***** RECORDS SUPPLIED *****

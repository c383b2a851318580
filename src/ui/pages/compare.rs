use dioxus::prelude::*;

use crate::{
    app::{load_catalogue, load_details, persist_user_state, select_project, ApiHandle, Route},
    domain::{
        comparison::compute_comparison,
        format::current_month_year,
        price_history::merge_price_history,
        project_comparison::project_layout,
        selection::search_projects,
        AppState, Project, SlotChange,
    },
    ui::{
        components::{
            comparison_table::ComparisonTable,
            price_history_table::PriceHistoryTable,
            toast::ToastMessage,
        },
        theme,
    },
};

/// Search results shown under the box at most.
const SEARCH_RESULT_LIMIT: usize = 8;

#[component]
pub fn ComparePage() -> Element {
    let mut state = use_context::<Signal<AppState>>();
    let toasts = use_context::<Signal<Vec<ToastMessage>>>();
    let api = use_context::<ApiHandle>();

    let mut query = use_signal(String::new);

    let slots = state.with(|st| st.selection.slots().to_vec());
    let highlight_enabled = state.with(|st| st.settings.highlight_enabled);
    let (catalogue_loading, catalogue_error) =
        state.with(|st| (st.projects.loading, st.projects.error.clone()));

    // An invalid layout stops startup, so the empty fallback is never shown.
    let sections = project_layout()
        .map(|layout| compute_comparison(&slots, layout, highlight_enabled))
        .unwrap_or_default();
    let history = merge_price_history(&slots);
    let names: Vec<String> = slots
        .iter()
        .map(|slot| slot.as_ref().map(|p| p.name.clone()).unwrap_or_default())
        .collect();
    let any_selected = slots.iter().any(Option::is_some);
    let pending = state.with(|st| st.selection.pending_details());
    let has_pending = !pending.is_empty();

    let results: Vec<Project> = {
        let needle = query();
        if needle.trim().is_empty() {
            Vec::new()
        } else {
            state.with(|st| {
                search_projects(&st.projects.items, &needle)
                    .into_iter()
                    .filter(|p| !st.selection.contains(&p.id))
                    .take(SEARCH_RESULT_LIMIT)
                    .cloned()
                    .collect()
            })
        }
    };

    let on_toggle_highlight = move |_| {
        state.with_mut(|st| st.settings.highlight_enabled = !st.settings.highlight_enabled);
        persist_user_state(&state);
    };

    rsx! {
        div { class: "page compare-page",
            section { class: theme::PANEL,
                div { class: "panel-header",
                    h2 { class: theme::PANEL_TITLE, "Compare projects" }
                    p { class: theme::TEXT_MUTED, "{current_month_year()}" }
                }
                div { class: "search",
                    input {
                        class: theme::INPUT,
                        placeholder: "Search by project name or address",
                        value: query(),
                        oninput: move |evt| query.set(evt.value()),
                    }
                    if catalogue_loading {
                        p { class: theme::TEXT_MUTED, "Loading project catalogue…" }
                    }
                    if let Some(error) = catalogue_error {
                        div { class: "search-error",
                            p { class: theme::FIELD_ERROR, "{error}" }
                            button {
                                class: theme::BTN_SMALL,
                                onclick: move |_| {
                                    spawn(async move {
                                        load_catalogue(state, toasts, api, true).await;
                                    });
                                },
                                "Retry"
                            }
                        }
                    }
                    if !results.is_empty() {
                        ul { class: "search-results",
                            for project in results {
                                SearchResult { key: "{project.id}", project }
                            }
                        }
                    }
                }
            }

            section { class: "slot-row",
                for (index, slot) in slots.iter().cloned().enumerate() {
                    SlotCard { key: "{index}", index, project: slot }
                }
            }

            if any_selected {
                div { class: "comparison-toolbar",
                    label { class: "toggle",
                        input {
                            r#type: "checkbox",
                            checked: highlight_enabled,
                            onchange: on_toggle_highlight,
                        }
                        " Highlight best values"
                    }
                    if has_pending {
                        button {
                            class: theme::BTN_SECONDARY,
                            onclick: move |_| {
                                for id in pending.clone() {
                                    spawn(async move {
                                        load_details(state, toasts, api, id).await;
                                    });
                                }
                            },
                            "Reload details"
                        }
                    }
                    button {
                        class: theme::BTN_SECONDARY,
                        onclick: move |_| state.with_mut(|st| st.selection.clear()),
                        "Clear all"
                    }
                }
                ComparisonTable { sections, slot_count: slots.len() }
                section { class: theme::PANEL,
                    h2 { class: theme::PANEL_TITLE, "Price history" }
                    PriceHistoryTable { rows: history, names }
                }
            } else {
                p { class: "{theme::TEXT_MUTED} empty-state",
                    "Pick up to three projects above to compare them side by side."
                }
            }
        }
    }
}

#[component]
fn SearchResult(project: Project) -> Element {
    let state = use_context::<Signal<AppState>>();
    let toasts = use_context::<Signal<Vec<ToastMessage>>>();
    let api = use_context::<ApiHandle>();
    let full = state.with(|st| st.selection.is_full());

    let name = project.name.clone();
    let address = project.address.clone();

    rsx! {
        li { class: "search-result",
            div {
                p { class: "search-result-name", "{name}" }
                p { class: theme::TEXT_MUTED, "{address}" }
            }
            button {
                class: theme::BTN_SMALL,
                disabled: full,
                onclick: move |_| select_project(state, toasts, api, project.clone()),
                "Add"
            }
        }
    }
}

#[component]
fn SlotCard(index: usize, project: Option<Project>) -> Element {
    let mut state = use_context::<Signal<AppState>>();
    let nav = use_navigator();
    let colour = theme::slot_colour(index);

    let Some(project) = project else {
        return rsx! {
            div { class: "slot-card slot-empty", style: "border-color: {colour}",
                p { class: theme::TEXT_MUTED, "Slot {index + 1}: empty" }
            }
        };
    };

    let id = project.id.clone();
    let detail_id = project.id.clone();
    let loading_details = !project.has_details();

    rsx! {
        div { class: "slot-card", style: "border-color: {colour}",
            p { class: "slot-name", "{project.name}" }
            p { class: theme::TEXT_MUTED, "{project.developer_name}" }
            if loading_details {
                p { class: theme::TEXT_MUTED, "Loading details…" }
            }
            div { class: "slot-actions",
                button {
                    class: theme::BTN_SMALL,
                    onclick: move |_| { nav.push(Route::ProjectDetail { id: detail_id.clone() }); },
                    "Details"
                }
                button {
                    class: theme::BTN_SMALL_DANGER,
                    onclick: move |_| {
                        let change = state.with_mut(|st| st.selection.remove(&id));
                        if change == SlotChange::NotFound {
                            tracing::debug!(project_id = %id, "slot already empty");
                        }
                    },
                    "Remove"
                }
            }
        }
    }
}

*****

Copy every line above that holds the word "Route".

** WRITTEN ANSWER **
    app::{load_catalogue, load_details, persist_user_state, select_project, ApiHandle, Route},
                    onclick: move |_| { nav.push(Route::ProjectDetail { id: detail_id.clone() }); },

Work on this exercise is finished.